mod cli;
mod coordinator;
mod logging;

use std::collections::HashSet;
use std::net::SocketAddr;
use std::process::ExitCode;
use std::sync::Arc;
use std::time::Duration;

use clap::Parser;

use frontreport_amqp::{AmqpBatchPublisher, HttpDirectSink, PublisherConfig};
use frontreport_common::{FrontReportError, ReportSink, Service};
use frontreport_ingest::{AppState, IngestConfig, IngestionPipeline};
use frontreport_metrics::{GraphiteConfig, MetricsRegistry};
use frontreport_sourcemap::Processor;

use cli::{Cli, SinkKind};
use coordinator::Coordinator;

#[tokio::main]
async fn main() -> ExitCode {
    let cli = Cli::parse();
    let _log_guard = logging::init(&cli);

    match run(cli).await {
        Ok(()) => ExitCode::SUCCESS,
        Err(e) => {
            tracing::error!(error = %e, "frontreport exited with an error");
            ExitCode::FAILURE
        }
    }
}

async fn run(cli: Cli) -> anyhow::Result<()> {
    let metrics_registry = Arc::new(MetricsRegistry::new(
        cli.graphite.clone().map(|address| GraphiteConfig {
            address,
            prefix: cli.graphite_prefix.clone(),
        }),
    ));

    let sourcemap = Arc::new(Processor::new(&cli.sourcemap_whitelist, &metrics_registry)?);

    let (sink, sink_service): (Arc<dyn ReportSink>, Arc<dyn Service>) = match cli.sink {
        SinkKind::Amqp => {
            let config = PublisherConfig {
                connection_string: cli.amqp.clone(),
                exchange: cli.amqp_exchange.clone(),
                routing_key: cli.amqp_routing_key.clone(),
                max_batch_size: cli.max_batch_size,
                batch_timeout: Duration::from_millis(cli.batch_timeout_ms),
                max_concurrent_batches: cli.max_concurrent_batches,
                pending_work_capacity: cli.pending_work_capacity,
                cacert: cli.amqp_cacert.clone(),
            };
            let publisher = Arc::new(AmqpBatchPublisher::new(config, &metrics_registry));
            (publisher.clone(), publisher)
        }
        SinkKind::HttpDirect => {
            let endpoint = cli.adapter_endpoint.clone().ok_or_else(|| {
                FrontReportError::Startup("--adapter-endpoint is required when --sink=http-direct".to_string())
            })?;
            let http_sink = Arc::new(HttpDirectSink::new(endpoint, cli.adapter_token.clone(), &metrics_registry));
            (http_sink.clone(), http_sink)
        }
    };

    let ingest_config = IngestConfig {
        service_whitelist: cli.service_whitelist.iter().cloned().collect::<HashSet<_>>(),
        domain_whitelist: cli.domain_whitelist.iter().cloned().collect::<HashSet<_>>(),
        static_root: cli.static_root.clone(),
    };
    let state = AppState::new(ingest_config, sink, sourcemap.clone(), &metrics_registry);
    let addr: SocketAddr = ([0, 0, 0, 0], cli.port).into();
    let pipeline = Arc::new(IngestionPipeline::new(addr, state));

    let coordinator = Coordinator::new(vec![
        ("metrics-registry", metrics_registry.clone() as Arc<dyn Service>),
        ("batching-publisher", sink_service),
        ("sourcemap-processor", sourcemap.clone() as Arc<dyn Service>),
        ("ingestion-pipeline", pipeline.clone() as Arc<dyn Service>),
    ]);

    coordinator.start_all().await?;

    tracing::info!("frontreport is up");
    wait_for_shutdown_signal().await;

    coordinator.stop_all().await
}

async fn wait_for_shutdown_signal() {
    let ctrl_c = async {
        let _ = tokio::signal::ctrl_c().await;
    };

    #[cfg(unix)]
    let terminate = async {
        match tokio::signal::unix::signal(tokio::signal::unix::SignalKind::terminate()) {
            Ok(mut sigterm) => {
                sigterm.recv().await;
            }
            Err(e) => {
                tracing::warn!(error = %e, "failed to install SIGTERM handler");
                std::future::pending::<()>().await;
            }
        }
    };
    #[cfg(not(unix))]
    let terminate = std::future::pending::<()>();

    tokio::select! {
        _ = ctrl_c => tracing::info!("received SIGINT, shutting down"),
        _ = terminate => tracing::info!("received SIGTERM, shutting down"),
    }
}
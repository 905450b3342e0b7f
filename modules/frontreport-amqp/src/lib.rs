mod batch;
mod config;
mod connection;
mod http_sink;

use std::sync::Arc;
use std::time::Duration;

use async_trait::async_trait;
use tokio::sync::{mpsc, watch, Mutex, Semaphore};
use tokio::task::JoinHandle;
use tokio_util::sync::CancellationToken;
use tokio_util::task::TaskTracker;

use frontreport_common::{FrontReportError, Report, ReportSink, Service};
use frontreport_metrics::{CounterHandle, MetricsRegistry};

pub use config::PublisherConfig;
pub use http_sink::HttpDirectSink;

use batch::PublisherMetrics;

const STOP_CEILING: Duration = Duration::from_secs(10);

/// The batching publisher: accepts encoded records, assembles them into
/// size/time-bounded batches, and dispatches each batch concurrently to an
/// AMQP exchange while surviving broker disconnects.
pub struct AmqpBatchPublisher {
    config: Arc<PublisherConfig>,
    tx: Mutex<Option<mpsc::Sender<Vec<u8>>>>,
    rx: Mutex<Option<mpsc::Receiver<Vec<u8>>>>,
    channel_tx: watch::Sender<Option<lapin::Channel>>,
    channel_rx: watch::Receiver<Option<lapin::Channel>>,
    fire_semaphore: Arc<Semaphore>,
    tracker: TaskTracker,
    cancel: CancellationToken,
    metrics: Arc<PublisherMetrics>,
    encode_errors: CounterHandle,
    assembler_task: Mutex<Option<JoinHandle<()>>>,
    supervisor_task: Mutex<Option<JoinHandle<()>>>,
}

impl AmqpBatchPublisher {
    pub fn new(config: PublisherConfig, metrics_registry: &MetricsRegistry) -> Self {
        let (tx, rx) = mpsc::channel(config.pending_work_capacity);
        let (channel_tx, channel_rx) = watch::channel(None);
        let fire_semaphore = Arc::new(Semaphore::new(config.max_concurrent_batches));

        Self {
            config: Arc::new(config),
            tx: Mutex::new(Some(tx)),
            rx: Mutex::new(Some(rx)),
            channel_tx,
            channel_rx,
            fire_semaphore,
            tracker: TaskTracker::new(),
            cancel: CancellationToken::new(),
            metrics: Arc::new(PublisherMetrics::new(metrics_registry)),
            encode_errors: metrics_registry.register_counter("report_encoding.errors"),
            assembler_task: Mutex::new(None),
            supervisor_task: Mutex::new(None),
        }
    }

    /// Builds the index-header line plus JSON body:
    /// `{"index": {"_index": "<kind>-report[-<service>]-<date>", "_type":
    /// "<kind>-report"}}\n<json>\n`.
    fn encode(&self, report: &Report) -> Result<Vec<u8>, FrontReportError> {
        let date = frontreport_common::format_index_date(chrono::Utc::now());
        let header = serde_json::json!({
            "index": {
                "_index": report.index_name(&date),
                "_type": report.index_type(),
            }
        });
        let mut record = serde_json::to_vec(&header).map_err(|e| FrontReportError::Encode(e.to_string()))?;
        record.push(b'\n');
        let mut body = report.to_json().map_err(|e| FrontReportError::Encode(e.to_string()))?;
        record.append(&mut body);
        record.push(b'\n');
        Ok(record)
    }
}

#[async_trait]
impl ReportSink for AmqpBatchPublisher {
    async fn add_report(&self, report: Report) {
        let record = match self.encode(&report) {
            Ok(record) => record,
            Err(e) => {
                tracing::warn!(error = %e, "failed to encode report for publishing");
                self.encode_errors.inc(1);
                return;
            }
        };

        let tx = self.tx.lock().await.clone();
        if let Some(tx) = tx {
            // Blocks (backpressure) when the work queue is full; never
            // silently drops.
            if tx.send(record).await.is_err() {
                tracing::warn!("publisher ingress closed while a report was being queued");
            }
        } else {
            tracing::warn!("publisher ingress already closed, dropping report");
        }
    }
}

#[async_trait]
impl Service for AmqpBatchPublisher {
    async fn start(&self) -> anyhow::Result<()> {
        let rx = self
            .rx
            .lock()
            .await
            .take()
            .ok_or_else(|| FrontReportError::Startup("publisher already started".to_string()))?;

        let supervisor = connection::Supervisor::new(&self.config);
        let supervisor_handle = tokio::spawn(supervisor.run(self.channel_tx.clone(), self.cancel.clone()));
        *self.supervisor_task.lock().await = Some(supervisor_handle);

        let assembler_handle = tokio::spawn(batch::run_assembler(
            rx,
            self.channel_rx.clone(),
            self.config.clone(),
            self.metrics.clone(),
            self.fire_semaphore.clone(),
            self.tracker.clone(),
            self.cancel.clone(),
        ));
        *self.assembler_task.lock().await = Some(assembler_handle);

        Ok(())
    }

    /// Closes the ingress, flushes any open batch and awaits in-flight
    /// publishes subject to a 10s hard ceiling, then tears down the
    /// supervisor. Returns a composite error if either the flush or the
    /// supervisor teardown overran the ceiling.
    async fn stop(&self) -> anyhow::Result<()> {
        self.tx.lock().await.take();

        let mut timeout_reasons = Vec::new();

        if let Some(handle) = self.assembler_task.lock().await.take() {
            match tokio::time::timeout(STOP_CEILING, handle).await {
                Ok(Ok(())) => {}
                Ok(Err(e)) => timeout_reasons.push(format!("assembler task panicked: {e}")),
                Err(_) => {
                    self.cancel.cancel();
                    timeout_reasons.push("batch flush exceeded the 10s shutdown ceiling".to_string());
                }
            }
        }

        self.tracker.close();
        if tokio::time::timeout(STOP_CEILING, self.tracker.wait()).await.is_err() {
            timeout_reasons.push("in-flight publishes exceeded the 10s shutdown ceiling".to_string());
        }

        self.cancel.cancel();
        if let Some(handle) = self.supervisor_task.lock().await.take() {
            handle.abort();
        }

        if timeout_reasons.is_empty() {
            Ok(())
        } else {
            Err(FrontReportError::StopTimeout(timeout_reasons.join("; ")).into())
        }
    }
}

#[cfg(test)]
mod tests {
    use super::*;
    use frontreport_common::{CspBody, CspReport, ReportBase};

    fn sample_report() -> Report {
        Report::Csp(CspReport {
            base: ReportBase {
                service: "checkout".to_string(),
                ..Default::default()
            },
            body: CspBody {
                document_uri: Some("https://x.test/".to_string()),
                ..Default::default()
            },
        })
    }

    #[test]
    fn encode_produces_index_header_then_json_then_newlines() {
        let registry = MetricsRegistry::new(None);
        let publisher = AmqpBatchPublisher::new(PublisherConfig::default(), &registry);
        let record = publisher.encode(&sample_report()).unwrap();
        let text = String::from_utf8(record).unwrap();
        let mut lines = text.lines();
        let header = lines.next().unwrap();
        assert!(header.starts_with(r#"{"index":{"#) || header.starts_with(r#"{"index": {"#));
        assert!(header.contains("csp-report-checkout-"));
        assert!(header.contains(r#""_type":"csp-report""#) || header.contains(r#""_type": "csp-report""#));
        let body = lines.next().unwrap();
        assert!(body.contains("document-uri"));
        assert!(text.ends_with('\n'));
    }

    #[tokio::test]
    async fn add_report_after_stop_is_dropped_not_blocked() {
        let registry = MetricsRegistry::new(None);
        let publisher = AmqpBatchPublisher::new(PublisherConfig::default(), &registry);
        publisher.start().await.unwrap();
        publisher.stop().await.ok();
        // Ingress is closed; this must return promptly rather than hang.
        tokio::time::timeout(Duration::from_secs(1), publisher.add_report(sample_report()))
            .await
            .expect("add_report should not block once the sink is stopped");
    }
}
+-------+
TASK DESCRIPTION: Working from the listing above, pick out every line that has "JoinHandle" and copy it.

PROBLEM SOLUTION:
use tokio::task::JoinHandle;
    assembler_task: Mutex<Option<JoinHandle<()>>>,
    supervisor_task: Mutex<Option<JoinHandle<()>>>,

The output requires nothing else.